園蔬を擷(つ)み、池魚を取り、秫(じゅち)酒を醸し、脱粟を瀹(やく)してこれを食らい、曰く、「楽しいかな、遊ばんか」と。
庭園の野菜を収穫し、池の魚を釣り上げ、アワで酒を醸し、搗いてない玄米を蒸してこれを食う―――。そしてわたしは言うんですな、「楽しいなあ。自由がいいなあ」と。
わたしの弟・子由が済南の地にいて、わたしが庭園を造ったのを聞いて手紙をくれました。そして、この台に「超然台」と名づけてくれた。
「超然」、すべてのものを超越して暮らす―――確か「荘子」のコトバだったと思うが、
以見予之無所往而不楽者。蓋游於物之外也。
以て予の往くところとして楽しまざる無きものを見(あら)わすなり。けだし、物の外に游(あそ)べばなり。

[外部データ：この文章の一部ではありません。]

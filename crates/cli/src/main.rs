use anyhow::Result;
use clap::{Parser, Subcommand, ValueEnum};
use colored::Colorize;
use dragnet_scanners::report::ReportFormat;
use dragnet_scanners::{
    exceeds_threshold, render, run_scan, summarize, Finding, ScanPolicy, ScanRequest, Severity,
    DEFAULT_TOOLS,
};
use std::collections::BTreeMap;
use std::path::{Path, PathBuf};
use std::process::ExitCode;

#[derive(Parser)]
#[command(name = "dragnet")]
#[command(about = "Multi-engine static analysis aggregator")]
#[command(version)]
struct Cli {
    #[command(subcommand)]
    command: Commands,
}

#[derive(Subcommand)]
enum Commands {
    /// Scan a path or file list with the selected engines
    Scan(ScanArgs),
}

#[derive(clap::Args)]
struct ScanArgs {
    /// Root path to scan (file or directory)
    #[arg(long, default_value = ".")]
    path: PathBuf,

    /// Report encoding
    #[arg(long, value_enum, default_value_t = OutputFormat::Md)]
    format: OutputFormat,

    /// Comma-separated list of engines to run
    #[arg(long, default_value = "semgrep,detect-secrets,sqlfluff,shellcheck,sql-strict")]
    tools: String,

    /// Disable strict raw .sql checks (enabled by default)
    #[arg(long)]
    no_sql_strict: bool,

    /// Run the semantic-review engine after the pattern engines
    #[arg(long)]
    llm_review: bool,

    /// Pattern-engine rule packs (comma-separated, or 'auto')
    #[arg(long, default_value = "auto")]
    semgrep_config: String,

    /// File listing files to scan, one per line, relative to the root
    #[arg(long)]
    paths_from: Option<PathBuf>,

    /// Policy file (YAML) overriding scan defaults
    #[arg(long)]
    policy: Option<PathBuf>,

    /// Fail (exit 1) when the worst finding reaches this severity
    #[arg(long, value_enum, default_value_t = FailOn::High)]
    fail_on: FailOn,

    /// Write the report to a file instead of stdout
    #[arg(long)]
    out: Option<PathBuf>,

    /// Directory for one report per input file
    #[arg(long)]
    per_file_out_dir: Option<PathBuf>,
}

#[derive(Copy, Clone, PartialEq, Eq, ValueEnum)]
enum OutputFormat {
    Md,
    Json,
    Sarif,
}

impl From<OutputFormat> for ReportFormat {
    fn from(format: OutputFormat) -> Self {
        match format {
            OutputFormat::Md => ReportFormat::Markdown,
            OutputFormat::Json => ReportFormat::Json,
            OutputFormat::Sarif => ReportFormat::Sarif,
        }
    }
}

#[derive(Copy, Clone, PartialEq, Eq, ValueEnum)]
enum FailOn {
    Low,
    Medium,
    High,
    Critical,
}

impl From<FailOn> for Severity {
    fn from(fail_on: FailOn) -> Self {
        match fail_on {
            FailOn::Low => Severity::Low,
            FailOn::Medium => Severity::Medium,
            FailOn::High => Severity::High,
            FailOn::Critical => Severity::Critical,
        }
    }
}

fn main() -> ExitCode {
    tracing_subscriber::fmt()
        .with_env_filter(
            tracing_subscriber::EnvFilter::try_from_default_env()
                .unwrap_or_else(|_| tracing_subscriber::EnvFilter::new("warn")),
        )
        .with_writer(std::io::stderr)
        .init();

    let cli = Cli::parse();
    match cli.command {
        Commands::Scan(args) => run_scan_command(args),
    }
}

fn run_scan_command(args: ScanArgs) -> ExitCode {
    if !args.path.exists() {
        eprintln!(
            "{} scan path does not exist: {}",
            "error:".bright_red().bold(),
            args.path.display()
        );
        return ExitCode::from(2);
    }

    let files = match &args.paths_from {
        Some(list_path) => match read_paths_from(list_path) {
            Ok(files) => Some(files),
            Err(e) => {
                eprintln!(
                    "{} failed to read --paths-from: {e}",
                    "error:".bright_red().bold()
                );
                return ExitCode::from(2);
            }
        },
        None => None,
    };

    let policy = match &args.policy {
        Some(policy_path) => match ScanPolicy::from_yaml_file(policy_path) {
            Ok(policy) => policy,
            Err(e) => {
                eprintln!(
                    "{} failed to read --policy: {e}",
                    "error:".bright_red().bold()
                );
                return ExitCode::from(2);
            }
        },
        None => ScanPolicy::default(),
    };

    let tools = selected_tools(&args);

    let mut request = ScanRequest::new(&args.path)
        .with_tools(tools)
        .with_semgrep_config(&args.semgrep_config)
        .with_policy(policy);
    if let Some(files) = files {
        request = request.with_files(files);
    }

    let runtime = match tokio::runtime::Runtime::new() {
        Ok(runtime) => runtime,
        Err(e) => {
            eprintln!("{} failed to start runtime: {e}", "error:".bright_red().bold());
            return ExitCode::from(2);
        }
    };
    let findings = match runtime.block_on(run_scan(&request)) {
        Ok(findings) => findings,
        Err(e) => {
            eprintln!("{} scan failed: {e:#}", "error:".bright_red().bold());
            return ExitCode::from(2);
        }
    };

    let format: ReportFormat = args.format.into();
    let report = match render(&findings, format) {
        Ok(report) => report,
        Err(e) => {
            eprintln!("{} failed to render report: {e}", "error:".bright_red().bold());
            return ExitCode::from(2);
        }
    };

    if let Some(out_path) = &args.out {
        if let Err(e) = std::fs::write(out_path, &report) {
            eprintln!(
                "{} failed to write {}: {e}",
                "error:".bright_red().bold(),
                out_path.display()
            );
            return ExitCode::from(2);
        }
    } else {
        println!("{report}");
    }

    if let Some(out_dir) = &args.per_file_out_dir {
        if let Err(e) = write_per_file_reports(out_dir, &args, &findings, format) {
            eprintln!(
                "{} failed to write per-file reports: {e}",
                "error:".bright_red().bold()
            );
            return ExitCode::from(2);
        }
    }

    let counts = summarize(&findings);
    eprintln!(
        "{} {} findings (critical: {}, high: {}, medium: {}, low: {})",
        "scan complete:".bright_green(),
        counts.total,
        counts.critical,
        counts.high,
        counts.medium,
        counts.low
    );

    if exceeds_threshold(&findings, args.fail_on.into()) {
        ExitCode::from(1)
    } else {
        ExitCode::SUCCESS
    }
}

fn selected_tools(args: &ScanArgs) -> Vec<String> {
    let mut tools: Vec<String> = args
        .tools
        .split(',')
        .map(str::trim)
        .filter(|t| !t.is_empty())
        .map(str::to_string)
        .collect();
    if tools.is_empty() {
        tools = DEFAULT_TOOLS.iter().map(|t| t.to_string()).collect();
    }
    if args.no_sql_strict {
        tools.retain(|t| t != "sql-strict");
    } else if !tools.iter().any(|t| t == "sql-strict") {
        tools.push("sql-strict".to_string());
    }
    if args.llm_review && !tools.iter().any(|t| t == "llm-review") {
        tools.push("llm-review".to_string());
    }
    tools
}

fn read_paths_from(path: &Path) -> Result<Vec<PathBuf>> {
    let content = std::fs::read_to_string(path)?;
    Ok(content
        .lines()
        .map(str::trim)
        .filter(|l| !l.is_empty())
        .map(PathBuf::from)
        .collect())
}

/// One report per input file, so findings can be reviewed next to the file
/// they belong to. Inputs with zero findings still get a report.
fn write_per_file_reports(
    out_dir: &Path,
    args: &ScanArgs,
    findings: &[Finding],
    format: ReportFormat,
) -> Result<()> {
    std::fs::create_dir_all(out_dir)?;

    let mut by_file: BTreeMap<String, Vec<Finding>> = BTreeMap::new();
    for finding in findings {
        by_file
            .entry(finding.path.clone())
            .or_default()
            .push(finding.clone());
    }

    let mut input_files: Vec<String> = Vec::new();
    if let Some(list_path) = &args.paths_from {
        input_files = read_paths_from(list_path)?
            .into_iter()
            .map(|p| p.to_string_lossy().into_owned())
            .collect();
    } else if args.path.is_dir() {
        for file in dragnet_scanners::engines::walk_files(&args.path, &ScanPolicy::default()) {
            input_files.push(dragnet_scanners::text::relpath(&file, &args.path));
        }
    } else if args.path.is_file() {
        if let Some(name) = args.path.file_name() {
            input_files.push(name.to_string_lossy().into_owned());
        }
    }
    input_files.sort();
    input_files.dedup();

    let empty: Vec<Finding> = Vec::new();
    let mut written = 0usize;
    for rel in &input_files {
        let file_findings = by_file.get(rel).unwrap_or(&empty);
        let base = Path::new(rel)
            .file_stem()
            .map(|s| s.to_string_lossy().into_owned())
            .unwrap_or_else(|| rel.clone());
        let out_path = out_dir.join(format!("{base}_report{}", format.file_extension()));
        std::fs::write(&out_path, render(file_findings, format)?)?;
        written += 1;
    }
    if written > 0 {
        eprintln!("Wrote per-file reports: {written} files");
    }
    Ok(())
}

そのコトバで、わたしがどこに行っても楽しく生きているのを表現しようとしてくれたのでしょう。なんでそんなに楽しいかといえば、わたしは物事にかかわずらうことなく、世俗の外にふらふらしているから、なんですな。
・・・・・・・・・・・・・・・・・・・・・・・・
宋・蘇東坡「超然台記」(「唐宋八大家文」巻二十三所収)。
五代・宋以降、チャイナの読書人は理屈とか建前でしかモノを言おうしなくなるので、読んでてほんとにイヤになってくるやつが多いのですが、東坡先生は理屈と建前も言いますが、それだけではなくて、楽しくて自由なところもあるので、休日にも読めます。楽しいなあ。